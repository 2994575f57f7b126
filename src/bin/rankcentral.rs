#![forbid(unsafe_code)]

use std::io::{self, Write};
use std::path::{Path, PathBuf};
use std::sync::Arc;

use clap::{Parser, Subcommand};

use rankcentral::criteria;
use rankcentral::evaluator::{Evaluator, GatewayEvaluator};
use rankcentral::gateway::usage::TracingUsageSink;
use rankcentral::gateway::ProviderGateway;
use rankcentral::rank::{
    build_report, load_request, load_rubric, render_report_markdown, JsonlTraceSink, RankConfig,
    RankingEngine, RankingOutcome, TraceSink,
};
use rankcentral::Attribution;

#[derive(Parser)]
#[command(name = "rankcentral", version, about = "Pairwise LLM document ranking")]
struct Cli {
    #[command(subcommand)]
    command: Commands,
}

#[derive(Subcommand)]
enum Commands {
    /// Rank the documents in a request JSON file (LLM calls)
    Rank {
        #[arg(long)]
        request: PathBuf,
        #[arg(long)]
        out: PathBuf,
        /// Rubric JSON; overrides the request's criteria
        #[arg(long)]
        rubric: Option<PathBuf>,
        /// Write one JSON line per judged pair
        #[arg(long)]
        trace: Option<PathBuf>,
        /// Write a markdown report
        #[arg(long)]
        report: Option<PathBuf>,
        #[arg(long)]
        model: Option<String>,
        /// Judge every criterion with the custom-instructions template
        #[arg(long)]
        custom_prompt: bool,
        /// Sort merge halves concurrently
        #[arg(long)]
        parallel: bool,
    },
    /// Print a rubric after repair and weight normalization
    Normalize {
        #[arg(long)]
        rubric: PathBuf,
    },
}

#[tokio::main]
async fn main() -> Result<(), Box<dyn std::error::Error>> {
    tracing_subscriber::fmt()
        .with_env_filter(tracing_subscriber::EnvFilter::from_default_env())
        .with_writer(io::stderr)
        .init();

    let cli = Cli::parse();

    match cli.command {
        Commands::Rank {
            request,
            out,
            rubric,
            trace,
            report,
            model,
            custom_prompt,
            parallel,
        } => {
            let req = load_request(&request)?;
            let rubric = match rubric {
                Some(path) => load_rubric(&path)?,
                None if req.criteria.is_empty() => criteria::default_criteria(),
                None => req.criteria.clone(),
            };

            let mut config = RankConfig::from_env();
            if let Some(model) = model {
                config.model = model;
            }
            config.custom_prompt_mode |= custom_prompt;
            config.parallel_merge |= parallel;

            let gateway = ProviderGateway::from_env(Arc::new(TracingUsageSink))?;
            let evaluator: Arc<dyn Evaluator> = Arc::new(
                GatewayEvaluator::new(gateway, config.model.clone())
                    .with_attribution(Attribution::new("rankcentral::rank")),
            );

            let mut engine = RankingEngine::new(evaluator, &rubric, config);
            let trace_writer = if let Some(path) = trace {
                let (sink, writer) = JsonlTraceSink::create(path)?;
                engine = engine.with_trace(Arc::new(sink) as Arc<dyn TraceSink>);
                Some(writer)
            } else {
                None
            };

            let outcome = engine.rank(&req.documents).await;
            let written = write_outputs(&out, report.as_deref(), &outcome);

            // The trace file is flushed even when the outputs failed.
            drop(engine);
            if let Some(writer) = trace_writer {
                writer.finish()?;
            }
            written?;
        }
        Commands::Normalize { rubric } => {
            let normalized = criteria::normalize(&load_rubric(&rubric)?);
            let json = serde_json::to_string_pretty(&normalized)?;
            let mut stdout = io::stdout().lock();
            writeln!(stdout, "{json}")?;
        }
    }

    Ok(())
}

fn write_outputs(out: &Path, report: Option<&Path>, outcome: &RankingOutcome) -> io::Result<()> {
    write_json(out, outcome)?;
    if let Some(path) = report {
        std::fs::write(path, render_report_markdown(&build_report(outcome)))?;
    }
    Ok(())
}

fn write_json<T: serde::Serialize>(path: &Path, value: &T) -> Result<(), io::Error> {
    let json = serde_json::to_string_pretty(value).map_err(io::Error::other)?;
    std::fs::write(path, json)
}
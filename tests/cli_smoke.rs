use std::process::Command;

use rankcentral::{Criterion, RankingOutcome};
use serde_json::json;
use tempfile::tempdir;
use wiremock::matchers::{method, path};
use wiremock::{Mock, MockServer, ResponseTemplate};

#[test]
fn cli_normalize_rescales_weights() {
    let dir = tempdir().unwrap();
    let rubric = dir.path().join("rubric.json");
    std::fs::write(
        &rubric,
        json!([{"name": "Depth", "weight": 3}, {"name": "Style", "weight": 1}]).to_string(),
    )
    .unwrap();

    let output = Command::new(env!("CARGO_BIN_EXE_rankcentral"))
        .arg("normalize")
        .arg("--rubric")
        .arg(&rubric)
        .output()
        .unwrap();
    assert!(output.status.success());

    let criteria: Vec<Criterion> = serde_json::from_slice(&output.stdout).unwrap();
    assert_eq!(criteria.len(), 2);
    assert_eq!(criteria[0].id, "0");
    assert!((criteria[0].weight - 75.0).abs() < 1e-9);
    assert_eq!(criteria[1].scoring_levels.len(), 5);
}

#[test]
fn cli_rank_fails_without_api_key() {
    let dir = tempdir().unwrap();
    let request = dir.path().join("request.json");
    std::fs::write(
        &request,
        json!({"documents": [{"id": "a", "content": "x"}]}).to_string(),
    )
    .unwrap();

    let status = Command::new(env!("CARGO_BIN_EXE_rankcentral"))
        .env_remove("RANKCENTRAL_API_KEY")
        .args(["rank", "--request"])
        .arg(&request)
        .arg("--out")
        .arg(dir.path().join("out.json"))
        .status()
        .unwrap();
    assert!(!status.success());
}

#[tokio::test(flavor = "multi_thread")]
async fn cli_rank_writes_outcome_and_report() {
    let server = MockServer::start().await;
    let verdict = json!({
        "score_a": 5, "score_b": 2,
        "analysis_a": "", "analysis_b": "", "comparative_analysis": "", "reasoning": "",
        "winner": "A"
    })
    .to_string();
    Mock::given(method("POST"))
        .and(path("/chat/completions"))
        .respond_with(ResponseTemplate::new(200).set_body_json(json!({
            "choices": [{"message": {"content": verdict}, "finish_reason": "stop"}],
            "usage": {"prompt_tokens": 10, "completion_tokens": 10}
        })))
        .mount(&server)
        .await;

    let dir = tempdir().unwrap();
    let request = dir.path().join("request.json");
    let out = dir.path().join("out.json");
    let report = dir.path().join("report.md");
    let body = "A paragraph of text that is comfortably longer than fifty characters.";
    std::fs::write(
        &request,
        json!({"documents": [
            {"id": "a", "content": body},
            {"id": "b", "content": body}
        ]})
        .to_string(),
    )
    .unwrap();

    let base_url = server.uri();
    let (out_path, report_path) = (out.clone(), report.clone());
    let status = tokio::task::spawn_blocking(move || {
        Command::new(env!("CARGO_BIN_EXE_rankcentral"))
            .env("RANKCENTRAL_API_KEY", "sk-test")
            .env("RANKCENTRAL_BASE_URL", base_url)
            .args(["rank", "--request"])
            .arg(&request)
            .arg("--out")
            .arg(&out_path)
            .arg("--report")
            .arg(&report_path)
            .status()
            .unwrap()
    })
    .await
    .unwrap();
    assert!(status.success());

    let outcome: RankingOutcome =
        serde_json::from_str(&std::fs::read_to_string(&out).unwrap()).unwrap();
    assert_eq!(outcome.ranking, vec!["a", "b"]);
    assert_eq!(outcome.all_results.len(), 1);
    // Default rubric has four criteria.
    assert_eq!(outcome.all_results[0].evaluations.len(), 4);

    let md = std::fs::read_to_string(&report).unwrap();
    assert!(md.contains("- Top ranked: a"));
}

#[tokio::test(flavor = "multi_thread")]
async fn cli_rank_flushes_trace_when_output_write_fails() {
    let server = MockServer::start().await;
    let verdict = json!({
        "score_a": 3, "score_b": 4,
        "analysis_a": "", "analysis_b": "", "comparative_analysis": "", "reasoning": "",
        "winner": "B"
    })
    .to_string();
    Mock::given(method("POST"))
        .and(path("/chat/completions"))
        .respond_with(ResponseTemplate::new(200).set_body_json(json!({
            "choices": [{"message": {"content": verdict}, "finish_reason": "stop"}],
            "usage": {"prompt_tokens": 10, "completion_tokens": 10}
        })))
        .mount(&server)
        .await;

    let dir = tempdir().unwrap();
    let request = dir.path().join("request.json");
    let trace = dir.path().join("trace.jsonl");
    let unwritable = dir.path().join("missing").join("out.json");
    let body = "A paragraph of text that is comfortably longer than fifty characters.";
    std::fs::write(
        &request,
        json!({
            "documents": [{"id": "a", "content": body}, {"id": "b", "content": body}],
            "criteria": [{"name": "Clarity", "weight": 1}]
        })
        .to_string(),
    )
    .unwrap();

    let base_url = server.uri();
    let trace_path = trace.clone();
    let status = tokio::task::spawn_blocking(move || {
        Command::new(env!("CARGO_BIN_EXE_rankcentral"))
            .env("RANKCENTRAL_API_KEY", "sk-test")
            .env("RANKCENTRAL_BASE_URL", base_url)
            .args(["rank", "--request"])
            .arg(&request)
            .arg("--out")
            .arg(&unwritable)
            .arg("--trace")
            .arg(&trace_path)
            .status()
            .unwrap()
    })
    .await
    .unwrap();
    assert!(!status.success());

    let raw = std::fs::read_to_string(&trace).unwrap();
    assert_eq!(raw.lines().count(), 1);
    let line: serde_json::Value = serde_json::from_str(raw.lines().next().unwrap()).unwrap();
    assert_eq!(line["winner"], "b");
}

———

- [EXERCISE GOAL]
Respond with an exact reproduction of the lines running from the one that contains "let raw = std::fs::read_to_string(&trace).unwrap();" through the end of the material.

- [RESULT OF THE TASK]
    let raw = std::fs::read_to_string(&trace).unwrap();
    assert_eq!(raw.lines().count(), 1);
    let line: serde_json::Value = serde_json::from_str(raw.lines().next().unwrap()).unwrap();
    assert_eq!(line["winner"], "b");
}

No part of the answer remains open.